Every entry needs to be repeated exactly, with nothing left out.
Segment Start: Provided material
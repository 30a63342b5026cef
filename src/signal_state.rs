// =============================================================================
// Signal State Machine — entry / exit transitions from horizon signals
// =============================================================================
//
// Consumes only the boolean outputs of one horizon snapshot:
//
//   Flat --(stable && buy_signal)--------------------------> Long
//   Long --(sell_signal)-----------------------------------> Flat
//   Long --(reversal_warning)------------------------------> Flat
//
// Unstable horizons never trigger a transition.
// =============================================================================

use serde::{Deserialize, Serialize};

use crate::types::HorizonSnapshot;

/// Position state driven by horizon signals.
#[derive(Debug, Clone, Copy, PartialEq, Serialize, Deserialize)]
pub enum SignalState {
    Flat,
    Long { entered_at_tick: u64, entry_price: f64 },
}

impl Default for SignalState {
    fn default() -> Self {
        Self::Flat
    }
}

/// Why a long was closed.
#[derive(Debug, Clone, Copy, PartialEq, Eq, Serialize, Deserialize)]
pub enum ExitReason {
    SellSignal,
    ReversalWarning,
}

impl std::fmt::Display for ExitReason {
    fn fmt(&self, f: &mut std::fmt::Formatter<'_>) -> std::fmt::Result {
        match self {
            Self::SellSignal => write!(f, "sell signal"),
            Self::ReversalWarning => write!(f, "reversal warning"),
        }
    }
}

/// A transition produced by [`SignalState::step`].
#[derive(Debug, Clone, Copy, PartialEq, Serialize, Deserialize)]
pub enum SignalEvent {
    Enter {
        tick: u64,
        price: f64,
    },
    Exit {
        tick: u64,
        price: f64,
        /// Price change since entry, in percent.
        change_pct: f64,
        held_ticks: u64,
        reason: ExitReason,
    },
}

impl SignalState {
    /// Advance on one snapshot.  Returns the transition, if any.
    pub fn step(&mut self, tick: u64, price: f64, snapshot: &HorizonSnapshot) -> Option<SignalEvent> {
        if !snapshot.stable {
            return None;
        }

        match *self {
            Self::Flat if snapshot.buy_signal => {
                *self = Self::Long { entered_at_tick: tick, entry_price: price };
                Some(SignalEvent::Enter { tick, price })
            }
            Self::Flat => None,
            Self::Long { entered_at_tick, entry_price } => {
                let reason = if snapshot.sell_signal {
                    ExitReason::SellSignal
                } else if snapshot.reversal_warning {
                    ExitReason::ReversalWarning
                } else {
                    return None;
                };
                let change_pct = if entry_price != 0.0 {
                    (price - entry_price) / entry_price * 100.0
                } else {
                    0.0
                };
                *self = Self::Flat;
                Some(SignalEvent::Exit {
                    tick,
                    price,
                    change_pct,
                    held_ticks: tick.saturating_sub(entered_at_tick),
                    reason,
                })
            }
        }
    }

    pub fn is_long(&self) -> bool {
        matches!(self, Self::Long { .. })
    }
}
Segment End: Provided material
▶ Answer to the problem:
repository 30a63342b5026cef
filename src/signal_state.rs
// =============================================================================
// Signal State Machine — entry / exit transitions from horizon signals
// =============================================================================
//
// Consumes only the boolean outputs of one horizon snapshot:
//
//   Flat --(stable && buy_signal)--------------------------> Long
//   Long --(sell_signal)-----------------------------------> Flat
//   Long --(reversal_warning)------------------------------> Flat
//
// Unstable horizons never trigger a transition.
// =============================================================================

use serde::{Deserialize, Serialize};

use crate::types::HorizonSnapshot;

/// Position state driven by horizon signals.
#[derive(Debug, Clone, Copy, PartialEq, Serialize, Deserialize)]
pub enum SignalState {
    Flat,
    Long { entered_at_tick: u64, entry_price: f64 },
}

impl Default for SignalState {
    fn default() -> Self {
        Self::Flat
    }
}

/// Why a long was closed.
#[derive(Debug, Clone, Copy, PartialEq, Eq, Serialize, Deserialize)]
pub enum ExitReason {
    SellSignal,
    ReversalWarning,
}

impl std::fmt::Display for ExitReason {
    fn fmt(&self, f: &mut std::fmt::Formatter<'_>) -> std::fmt::Result {
        match self {
            Self::SellSignal => write!(f, "sell signal"),
            Self::ReversalWarning => write!(f, "reversal warning"),
        }
    }
}

/// A transition produced by [`SignalState::step`].
#[derive(Debug, Clone, Copy, PartialEq, Serialize, Deserialize)]
pub enum SignalEvent {
    Enter {
        tick: u64,
        price: f64,
    },
    Exit {
        tick: u64,
        price: f64,
        /// Price change since entry, in percent.
        change_pct: f64,
        held_ticks: u64,
        reason: ExitReason,
    },
}

impl SignalState {
    /// Advance on one snapshot.  Returns the transition, if any.
    pub fn step(&mut self, tick: u64, price: f64, snapshot: &HorizonSnapshot) -> Option<SignalEvent> {
        if !snapshot.stable {
            return None;
        }

        match *self {
            Self::Flat if snapshot.buy_signal => {
                *self = Self::Long { entered_at_tick: tick, entry_price: price };
                Some(SignalEvent::Enter { tick, price })
            }
            Self::Flat => None,
            Self::Long { entered_at_tick, entry_price } => {
                let reason = if snapshot.sell_signal {
                    ExitReason::SellSignal
                } else if snapshot.reversal_warning {
                    ExitReason::ReversalWarning
                } else {
                    return None;
                };
                let change_pct = if entry_price != 0.0 {
                    (price - entry_price) / entry_price * 100.0
                } else {
                    0.0
                };
                *self = Self::Flat;
                Some(SignalEvent::Exit {
                    tick,
                    price,
                    change_pct,
                    held_ticks: tick.saturating_sub(entered_at_tick),
                    reason,
                })
            }
        }
    }

    pub fn is_long(&self) -> bool {
        matches!(self, Self::Long { .. })
    }
}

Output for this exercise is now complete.